- _ACTION ITEM_
Number of lines with "struct" in the data: give that figure by itself.

- _Stored data entries_
::::
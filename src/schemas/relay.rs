//! Wire types of the relay's own HTTP contract
//!
//! These are the shapes the chat widget sees. They stay deliberately small:
//! `{prompt}` in, `{text}` or `{error, details?}` out.

use chrono::{DateTime, Utc};
use serde::{Deserialize, Serialize};

/// Raw body of `POST /api/gemini`
///
/// `prompt` is optional here so a missing field reaches validation and
/// produces the relay's own 400 body instead of a framework rejection.
#[derive(Debug, Clone, Default, Deserialize)]
pub struct PromptPayload {
    #[serde(default)]
    pub prompt: Option<String>,
}

/// A validated prompt, alive for the duration of one request
#[derive(Debug, Clone)]
pub struct PromptRequest {
    pub prompt: String,
    pub received_at: DateTime<Utc>,
}

impl PromptRequest {
    /// Accept the payload if it carries a prompt that is not blank.
    ///
    /// The prompt is forwarded exactly as sent; trimming only decides
    /// whether it counts as present.
    pub fn from_payload(payload: PromptPayload) -> Option<Self> {
        payload
            .prompt
            .filter(|prompt| !prompt.trim().is_empty())
            .map(|prompt| Self {
                prompt,
                received_at: Utc::now(),
            })
    }

    /// Prompt length in characters, for logging
    pub fn char_len(&self) -> usize {
        self.prompt.chars().count()
    }
}

/// Text produced by the upstream provider, passed through unmodified
#[derive(Debug, Clone, PartialEq, Eq, Serialize, Deserialize)]
pub struct UpstreamCompletion {
    pub text: String,
}

impl UpstreamCompletion {
    pub fn new(text: impl Into<String>) -> Self {
        Self { text: text.into() }
    }
}

/// Failure body: `{ "error": ..., "details"?: ... }`
#[derive(Debug, Clone, PartialEq, Eq, Serialize, Deserialize)]
pub struct ErrorBody {
    pub error: String,
    #[serde(skip_serializing_if = "Option::is_none")]
    pub details: Option<String>,
}

/// Body of `GET /health`
#[derive(Debug, Clone, Serialize, Deserialize)]
pub struct HealthResponse {
    pub status: String,
}

impl HealthResponse {
    pub fn ok() -> Self {
        Self {
            status: "ok".to_string(),
        }
    }
}
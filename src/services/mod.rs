//! Services module
//!
//! Contains the relay logic and the upstream provider integration.

pub mod gemini;
pub mod relay;
pub mod upstream;

pub use gemini::GeminiClient;
pub use relay::{RelayConfig, RelayOutcome, RelayService};
pub use upstream::{CompletionClient, UpstreamError};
::::
- _OUTPUT OF THE TASK_
5